### The problem
Every entry that follows should be reproduced exactly.

### Study material

*** Block opens ***

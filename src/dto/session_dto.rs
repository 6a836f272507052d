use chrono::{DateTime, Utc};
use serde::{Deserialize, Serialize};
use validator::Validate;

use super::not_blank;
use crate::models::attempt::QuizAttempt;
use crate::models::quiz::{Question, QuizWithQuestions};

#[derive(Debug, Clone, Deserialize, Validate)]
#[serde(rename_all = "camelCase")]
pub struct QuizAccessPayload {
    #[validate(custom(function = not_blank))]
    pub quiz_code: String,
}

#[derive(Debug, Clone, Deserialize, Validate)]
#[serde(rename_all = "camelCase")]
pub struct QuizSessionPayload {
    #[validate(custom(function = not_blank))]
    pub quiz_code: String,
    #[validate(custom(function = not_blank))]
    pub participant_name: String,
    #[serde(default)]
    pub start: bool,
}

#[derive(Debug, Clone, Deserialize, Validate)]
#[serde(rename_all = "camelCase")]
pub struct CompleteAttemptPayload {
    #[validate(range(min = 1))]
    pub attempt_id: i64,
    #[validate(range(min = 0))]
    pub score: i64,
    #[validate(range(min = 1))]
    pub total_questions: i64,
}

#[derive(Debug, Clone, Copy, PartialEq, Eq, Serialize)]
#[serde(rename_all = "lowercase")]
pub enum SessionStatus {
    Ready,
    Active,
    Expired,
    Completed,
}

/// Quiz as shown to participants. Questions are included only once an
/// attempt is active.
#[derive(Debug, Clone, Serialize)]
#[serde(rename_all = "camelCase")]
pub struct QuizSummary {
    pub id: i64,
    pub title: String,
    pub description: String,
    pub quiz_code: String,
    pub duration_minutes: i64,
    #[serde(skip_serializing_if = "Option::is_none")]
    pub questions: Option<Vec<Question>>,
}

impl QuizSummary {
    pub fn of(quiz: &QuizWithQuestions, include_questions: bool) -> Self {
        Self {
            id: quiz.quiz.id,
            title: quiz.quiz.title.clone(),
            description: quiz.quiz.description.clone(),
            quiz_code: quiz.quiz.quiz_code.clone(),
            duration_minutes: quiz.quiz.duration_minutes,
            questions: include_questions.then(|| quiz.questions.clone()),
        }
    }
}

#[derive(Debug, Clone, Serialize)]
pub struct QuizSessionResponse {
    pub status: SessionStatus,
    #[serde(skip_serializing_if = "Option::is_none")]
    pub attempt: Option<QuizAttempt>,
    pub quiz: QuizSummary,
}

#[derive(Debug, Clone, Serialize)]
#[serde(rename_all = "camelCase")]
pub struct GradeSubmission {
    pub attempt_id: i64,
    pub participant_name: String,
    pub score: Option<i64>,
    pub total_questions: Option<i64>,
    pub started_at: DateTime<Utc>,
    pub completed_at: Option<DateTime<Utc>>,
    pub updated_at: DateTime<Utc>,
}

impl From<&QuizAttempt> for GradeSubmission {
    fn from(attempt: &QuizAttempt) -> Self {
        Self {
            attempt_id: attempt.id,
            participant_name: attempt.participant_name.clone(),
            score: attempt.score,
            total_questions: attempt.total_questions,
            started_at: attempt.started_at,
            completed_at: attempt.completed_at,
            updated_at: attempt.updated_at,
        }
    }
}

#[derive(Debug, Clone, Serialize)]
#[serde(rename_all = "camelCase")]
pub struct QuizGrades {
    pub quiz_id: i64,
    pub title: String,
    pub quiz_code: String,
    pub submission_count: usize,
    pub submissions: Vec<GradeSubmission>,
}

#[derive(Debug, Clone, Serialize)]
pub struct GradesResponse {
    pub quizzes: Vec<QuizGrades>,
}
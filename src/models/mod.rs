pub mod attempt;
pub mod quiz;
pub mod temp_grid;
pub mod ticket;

*** Block closes ***

### Solution to this problem
filename src/dto/session_dto.rs
repository 6a836f272507052d
use chrono::{DateTime, Utc};
use serde::{Deserialize, Serialize};
use validator::Validate;

use super::not_blank;
use crate::models::attempt::QuizAttempt;
use crate::models::quiz::{Question, QuizWithQuestions};

#[derive(Debug, Clone, Deserialize, Validate)]
#[serde(rename_all = "camelCase")]
pub struct QuizAccessPayload {
    #[validate(custom(function = not_blank))]
    pub quiz_code: String,
}

#[derive(Debug, Clone, Deserialize, Validate)]
#[serde(rename_all = "camelCase")]
pub struct QuizSessionPayload {
    #[validate(custom(function = not_blank))]
    pub quiz_code: String,
    #[validate(custom(function = not_blank))]
    pub participant_name: String,
    #[serde(default)]
    pub start: bool,
}

#[derive(Debug, Clone, Deserialize, Validate)]
#[serde(rename_all = "camelCase")]
pub struct CompleteAttemptPayload {
    #[validate(range(min = 1))]
    pub attempt_id: i64,
    #[validate(range(min = 0))]
    pub score: i64,
    #[validate(range(min = 1))]
    pub total_questions: i64,
}

#[derive(Debug, Clone, Copy, PartialEq, Eq, Serialize)]
#[serde(rename_all = "lowercase")]
pub enum SessionStatus {
    Ready,
    Active,
    Expired,
    Completed,
}

/// Quiz as shown to participants. Questions are included only once an
/// attempt is active.
#[derive(Debug, Clone, Serialize)]
#[serde(rename_all = "camelCase")]
pub struct QuizSummary {
    pub id: i64,
    pub title: String,
    pub description: String,
    pub quiz_code: String,
    pub duration_minutes: i64,
    #[serde(skip_serializing_if = "Option::is_none")]
    pub questions: Option<Vec<Question>>,
}

impl QuizSummary {
    pub fn of(quiz: &QuizWithQuestions, include_questions: bool) -> Self {
        Self {
            id: quiz.quiz.id,
            title: quiz.quiz.title.clone(),
            description: quiz.quiz.description.clone(),
            quiz_code: quiz.quiz.quiz_code.clone(),
            duration_minutes: quiz.quiz.duration_minutes,
            questions: include_questions.then(|| quiz.questions.clone()),
        }
    }
}

#[derive(Debug, Clone, Serialize)]
pub struct QuizSessionResponse {
    pub status: SessionStatus,
    #[serde(skip_serializing_if = "Option::is_none")]
    pub attempt: Option<QuizAttempt>,
    pub quiz: QuizSummary,
}

#[derive(Debug, Clone, Serialize)]
#[serde(rename_all = "camelCase")]
pub struct GradeSubmission {
    pub attempt_id: i64,
    pub participant_name: String,
    pub score: Option<i64>,
    pub total_questions: Option<i64>,
    pub started_at: DateTime<Utc>,
    pub completed_at: Option<DateTime<Utc>>,
    pub updated_at: DateTime<Utc>,
}

impl From<&QuizAttempt> for GradeSubmission {
    fn from(attempt: &QuizAttempt) -> Self {
        Self {
            attempt_id: attempt.id,
            participant_name: attempt.participant_name.clone(),
            score: attempt.score,
            total_questions: attempt.total_questions,
            started_at: attempt.started_at,
            completed_at: attempt.completed_at,
            updated_at: attempt.updated_at,
        }
    }
}

#[derive(Debug, Clone, Serialize)]
#[serde(rename_all = "camelCase")]
pub struct QuizGrades {
    pub quiz_id: i64,
    pub title: String,
    pub quiz_code: String,
    pub submission_count: usize,
    pub submissions: Vec<GradeSubmission>,
}

#[derive(Debug, Clone, Serialize)]
pub struct GradesResponse {
    pub quizzes: Vec<QuizGrades>,
}
filename src/models/mod.rs
pub mod attempt;
pub mod quiz;
pub mod temp_grid;
pub mod ticket;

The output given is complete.